For starters, the man considered one of the elder statesmen of Ghanaian football is a loose cannon and has serious disciplinary issues, which I believe harms his standing within African football as a senior citizen.
But for once, Muntari came shining through like a true leader I have always suspected he could be had his judgment not been clouded by the occasional rush of blood to the head which makes him clash unnecessarily with officialdom.
Muntari claimed this week that there are coaches in his native country, particularly those charged with handling junior national teams, who extort money from the parents of youngsters before offering them national call-ups.
This is not a new scandal. In fact, it has always been simmering all over the continent and even here in South Africa, we always hear of coaches fleecing parents of large amounts of cash and even demanding payola from players in order to guarantee them playing time.
Yet there had never been anyone brave enough to publicly come out in the open and condemn this practice, until now. Muntari deserves a shot of that famous whiskey for once being bold and displaying leadership by coming out to publicly address an issue that is destroying the growth of African football.
A coach is appointed to nurture and develop the skills of wide-eyed youngsters and turn them into national assets. He gets paid to discharge his national duties, but when unscrupulous coaches take advantage of their privileged positions to extort money from poor parents, they need to be exposed and shamed.
Not only do we have to deal with this cancerous issue of shameful coaches extorting money from poor parents in our midst, but there are also agents or football managers who are also said to wield enormous pressure over national coaches themselves.
There are agents that are believed to be paying national coaches and then exerting influence on them to select certain players into the national team to increase the marketability of the said players when they feature for the national team.
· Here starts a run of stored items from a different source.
// Time Provider Port (for testability)

/// Time provider interface (allows mocking in tests)
pub trait TimeProvider: Send + Sync {
    /// Get current time in milliseconds since epoch
    fn now_millis(&self) -> i64;
}

/// System time provider (production)
pub struct SystemTimeProvider;

impl TimeProvider for SystemTimeProvider {
    fn now_millis(&self) -> i64 {
        chrono::Utc::now().timestamp_millis()
    }
}

// ============================================================================
// Mock Implementations for Testing
// ============================================================================

pub mod mocks {
    use super::*;
    use std::sync::atomic::{AtomicI64, Ordering};

    /// Manually advanced clock
    pub struct MockTimeProvider {
        now: AtomicI64,
    }

    impl MockTimeProvider {
        pub fn new(start_millis: i64) -> Self {
            Self {
                now: AtomicI64::new(start_millis),
            }
        }

        pub fn advance_millis(&self, delta: i64) {
            self.now.fetch_add(delta, Ordering::SeqCst);
        }
    }

    impl TimeProvider for MockTimeProvider {
        fn now_millis(&self) -> i64 {
            self.now.load(Ordering::SeqCst)
        }
    }
}
//! HTTP Server
//!
//! Routes, body limit and request tracing on top of axum.

use crate::handler::{self, AppState};
use axum::extract::DefaultBodyLimit;
use axum::routing::{get, post};
use axum::Router;
use pdf2html_core::application::{ConversionService, ShutdownToken};
use std::io;
use std::sync::Arc;
use tokio::net::TcpListener;
use tower_http::trace::TraceLayer;
use tracing::info;

const DEFAULT_HOST: &str = "0.0.0.0";
const DEFAULT_PORT: u16 = 5000;
const DEFAULT_MAX_UPLOAD_BYTES: usize = 100 * 1024 * 1024;

/// HTTP Server Configuration
#[derive(Debug, Clone)]
pub struct HttpServerConfig {
    pub host: String,
    pub port: u16,
    pub max_upload_bytes: usize,
}

impl Default for HttpServerConfig {
    fn default() -> Self {
        Self {
            host: DEFAULT_HOST.to_string(),
            port: DEFAULT_PORT,
            max_upload_bytes: DEFAULT_MAX_UPLOAD_BYTES,
        }
    }
}

/// Build the service router
pub fn router(state: AppState, max_upload_bytes: usize) -> Router {
    Router::new()
        .route("/health", get(handler::health))
        .route("/convert", post(handler::convert))
        .route("/convert/full", post(handler::convert_full))
        .route("/convert/text", post(handler::convert_text))
        .route("/convert/text/full", post(handler::convert_text_full))
        .layer(DefaultBodyLimit::max(max_upload_bytes))
        .layer(TraceLayer::new_for_http())
        .with_state(state)
}

/// HTTP Server
pub struct HttpServer {
    config: HttpServerConfig,
    state: AppState,
}

impl HttpServer {
    pub fn new(config: HttpServerConfig, conversion: Arc<ConversionService>) -> Self {
        Self {
            config,
            state: AppState::new(conversion),
        }
    }

    /// Serve until the shutdown token fires
    ///
    /// In-flight requests are allowed to finish before this returns.
    pub async fn run(self, mut shutdown: ShutdownToken) -> io::Result<()> {
        let addr = format!("{}:{}", self.config.host, self.config.port);
        let listener = TcpListener::bind(&addr).await?;

        info!(
            addr = %listener.local_addr()?,
            max_upload_bytes = self.config.max_upload_bytes,
            "HTTP server listening"
        );

        let app = router(self.state, self.config.max_upload_bytes);
        axum::serve(listener, app)
            .with_graceful_shutdown(async move { shutdown.wait().await })
            .await?;

        info!("HTTP server stopped");
        Ok(())
    }
}
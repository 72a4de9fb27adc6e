// Application Layer - Use Cases and Business Logic

pub mod constants;
pub mod conversion;
pub mod job_directory;
pub mod shutdown;
pub mod sweeper;

// Re-exports
pub use conversion::{ConversionService, ConvertedDocument, SanitizeMode};
pub use job_directory::{JobDirectoryManager, JobLease};
pub use shutdown::{shutdown_channel, ShutdownSender, ShutdownToken};
pub use sweeper::{RetentionSweeper, SweepReport, SweeperConfig};
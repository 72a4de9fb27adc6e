// PDF Converter Port
// Abstraction over the external PDF-to-HTML tool

use crate::domain::{ConversionOutcome, Job};
use async_trait::async_trait;
use std::time::Duration;

/// PDF converter trait
///
/// Implementations:
/// - Pdf2HtmlExConverter: runs `pdf2htmlEX` as a child process
///
/// Implementations never clean up the job directory; its lifetime belongs to
/// the lease that allocated it.
#[async_trait]
pub trait PdfConverter: Send + Sync {
    /// Persist `pdf` into the job directory, run the converter, and classify the result
    ///
    /// # Arguments
    /// * `job` - Job whose directory receives input and output
    /// * `pdf` - Raw uploaded bytes
    /// * `deadline` - Hard wall-clock limit; the process is killed when exceeded
    async fn convert(&self, job: &Job, pdf: &[u8], deadline: Duration) -> ConversionOutcome;
}

// ============================================================================
// Mock Implementations for Testing
// ============================================================================

pub mod mocks {
    use super::*;
    use crate::domain::FailureKind;
    use std::path::PathBuf;
    use std::sync::{Arc, Mutex};

    /// Mock converter behavior
    #[derive(Debug, Clone)]
    pub enum MockBehavior {
        /// Return this HTML
        Success(String),
        /// Fail with this kind and detail
        Fail(FailureKind, String),
        /// Panic with message (for cleanup-on-unwind testing)
        Panic(String),
    }

    /// Mock PDF converter for testing
    pub struct MockPdfConverter {
        behavior: Arc<Mutex<MockBehavior>>,
        calls: Arc<Mutex<Vec<PathBuf>>>,
    }

    impl MockPdfConverter {
        pub fn new(behavior: MockBehavior) -> Self {
            Self {
                behavior: Arc::new(Mutex::new(behavior)),
                calls: Arc::new(Mutex::new(Vec::new())),
            }
        }

        pub fn new_success(html: impl Into<String>) -> Self {
            Self::new(MockBehavior::Success(html.into()))
        }

        pub fn new_fail(kind: FailureKind, detail: impl Into<String>) -> Self {
            Self::new(MockBehavior::Fail(kind, detail.into()))
        }

        pub fn new_panic_inducing(message: impl Into<String>) -> Self {
            Self::new(MockBehavior::Panic(message.into()))
        }

        pub fn call_count(&self) -> usize {
            self.calls.lock().unwrap().len()
        }

        /// Job directories seen by `convert`, in call order
        pub fn job_dirs(&self) -> Vec<PathBuf> {
            self.calls.lock().unwrap().clone()
        }
    }

    #[async_trait]
    impl PdfConverter for MockPdfConverter {
        async fn convert(&self, job: &Job, _pdf: &[u8], _deadline: Duration) -> ConversionOutcome {
            self.calls.lock().unwrap().push(job.dir.clone());

            let behavior = self.behavior.lock().unwrap().clone();

            match behavior {
                MockBehavior::Success(html) => ConversionOutcome::Success(html),
                MockBehavior::Fail(kind, detail) => ConversionOutcome::failure(kind, detail),
                MockBehavior::Panic(msg) => {
                    panic!("{}", msg);
                }
            }
        }
    }
}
This corrupt practice is executed in such a way that it is often difficult to expose, but if you watch carefully, you often wonder why certain players are left out of the national team when everybody is convinced that on merit, such players deserve to be called up.
Even here in South Africa, we have witnessed in the past deserving players being mysteriously left out and players that do not even hold starting positions in their teams selected and even fielded in the national team.
It is up to the federations to carefully look out for such nefarious activities and if there is the slightest hint that coaches are being biased, that such coaches need to be exposed, like Sulley Muntari has done.